(Data supplied Opens)

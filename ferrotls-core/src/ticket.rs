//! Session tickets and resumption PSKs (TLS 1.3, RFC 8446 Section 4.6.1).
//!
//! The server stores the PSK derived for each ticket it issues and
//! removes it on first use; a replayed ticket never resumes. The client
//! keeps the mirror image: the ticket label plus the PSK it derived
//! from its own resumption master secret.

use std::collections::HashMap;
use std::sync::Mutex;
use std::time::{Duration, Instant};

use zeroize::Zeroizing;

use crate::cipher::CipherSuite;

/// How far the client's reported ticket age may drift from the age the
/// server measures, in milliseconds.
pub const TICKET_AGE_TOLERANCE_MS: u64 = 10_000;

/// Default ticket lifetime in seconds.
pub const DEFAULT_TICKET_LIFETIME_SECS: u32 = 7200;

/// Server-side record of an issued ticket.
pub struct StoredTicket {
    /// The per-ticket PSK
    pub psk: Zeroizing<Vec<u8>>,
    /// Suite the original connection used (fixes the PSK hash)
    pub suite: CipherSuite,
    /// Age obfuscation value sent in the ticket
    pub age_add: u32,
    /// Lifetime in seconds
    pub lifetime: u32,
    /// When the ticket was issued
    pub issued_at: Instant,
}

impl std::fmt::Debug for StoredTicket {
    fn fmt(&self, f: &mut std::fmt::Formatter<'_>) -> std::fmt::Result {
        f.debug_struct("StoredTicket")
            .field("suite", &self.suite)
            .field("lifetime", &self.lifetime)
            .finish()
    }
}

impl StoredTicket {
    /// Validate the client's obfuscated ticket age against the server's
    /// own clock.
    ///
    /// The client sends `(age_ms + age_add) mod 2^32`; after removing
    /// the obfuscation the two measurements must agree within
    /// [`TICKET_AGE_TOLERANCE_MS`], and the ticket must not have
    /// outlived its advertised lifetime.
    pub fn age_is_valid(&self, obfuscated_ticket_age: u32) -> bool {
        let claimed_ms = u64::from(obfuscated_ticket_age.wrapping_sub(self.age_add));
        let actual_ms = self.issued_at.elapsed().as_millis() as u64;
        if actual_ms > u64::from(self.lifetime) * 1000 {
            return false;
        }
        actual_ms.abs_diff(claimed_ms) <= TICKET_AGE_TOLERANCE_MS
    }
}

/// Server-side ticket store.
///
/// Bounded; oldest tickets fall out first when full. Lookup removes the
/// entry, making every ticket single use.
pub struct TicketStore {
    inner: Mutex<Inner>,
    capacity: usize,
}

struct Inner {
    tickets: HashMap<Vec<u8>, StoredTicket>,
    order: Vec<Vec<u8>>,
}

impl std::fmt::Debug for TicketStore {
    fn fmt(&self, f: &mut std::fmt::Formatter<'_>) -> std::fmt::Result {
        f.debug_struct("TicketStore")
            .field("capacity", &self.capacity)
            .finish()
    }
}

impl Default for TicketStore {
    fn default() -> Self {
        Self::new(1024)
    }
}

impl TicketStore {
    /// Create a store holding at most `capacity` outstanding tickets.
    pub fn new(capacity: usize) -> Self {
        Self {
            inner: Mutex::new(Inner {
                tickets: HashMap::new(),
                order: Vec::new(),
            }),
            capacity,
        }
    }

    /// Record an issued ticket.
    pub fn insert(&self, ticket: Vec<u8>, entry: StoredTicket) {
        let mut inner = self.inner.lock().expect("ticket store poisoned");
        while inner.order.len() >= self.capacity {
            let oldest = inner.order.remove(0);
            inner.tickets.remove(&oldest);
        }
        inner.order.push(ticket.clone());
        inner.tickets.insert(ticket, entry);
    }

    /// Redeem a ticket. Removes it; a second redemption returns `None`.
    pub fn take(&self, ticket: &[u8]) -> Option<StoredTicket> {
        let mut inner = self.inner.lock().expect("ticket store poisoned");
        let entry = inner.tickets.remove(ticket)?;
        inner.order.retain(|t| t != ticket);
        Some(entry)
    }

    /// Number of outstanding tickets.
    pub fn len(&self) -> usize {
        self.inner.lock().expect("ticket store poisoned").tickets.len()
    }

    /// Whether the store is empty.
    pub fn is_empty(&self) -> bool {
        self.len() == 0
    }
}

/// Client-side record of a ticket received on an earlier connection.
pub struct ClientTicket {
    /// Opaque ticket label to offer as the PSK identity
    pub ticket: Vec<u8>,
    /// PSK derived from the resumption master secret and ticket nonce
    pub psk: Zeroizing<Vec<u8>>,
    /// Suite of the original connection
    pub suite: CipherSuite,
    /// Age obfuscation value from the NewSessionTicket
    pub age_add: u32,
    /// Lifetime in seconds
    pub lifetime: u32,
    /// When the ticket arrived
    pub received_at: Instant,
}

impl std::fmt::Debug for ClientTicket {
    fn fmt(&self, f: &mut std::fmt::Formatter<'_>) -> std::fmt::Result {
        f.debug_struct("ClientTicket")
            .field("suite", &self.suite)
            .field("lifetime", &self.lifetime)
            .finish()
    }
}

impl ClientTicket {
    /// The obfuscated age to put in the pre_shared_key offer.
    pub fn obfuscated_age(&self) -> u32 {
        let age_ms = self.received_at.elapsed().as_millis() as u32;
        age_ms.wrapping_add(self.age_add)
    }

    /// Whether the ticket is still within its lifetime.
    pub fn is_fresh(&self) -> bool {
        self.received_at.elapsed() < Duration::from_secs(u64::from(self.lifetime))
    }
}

(Data supplied Closes)

→ **Task instructions**:
From the first line of the listing above through the line that contains "use std::sync::Mutex;", retype every line exactly, and write nothing else.

→ **Result of this exercise**:
filename ferrotls-core/src/ticket.rs
//! Session tickets and resumption PSKs (TLS 1.3, RFC 8446 Section 4.6.1).
//!
//! The server stores the PSK derived for each ticket it issues and
//! removes it on first use; a replayed ticket never resumes. The client
//! keeps the mirror image: the ticket label plus the PSK it derived
//! from its own resumption master secret.

use std::collections::HashMap;
use std::sync::Mutex;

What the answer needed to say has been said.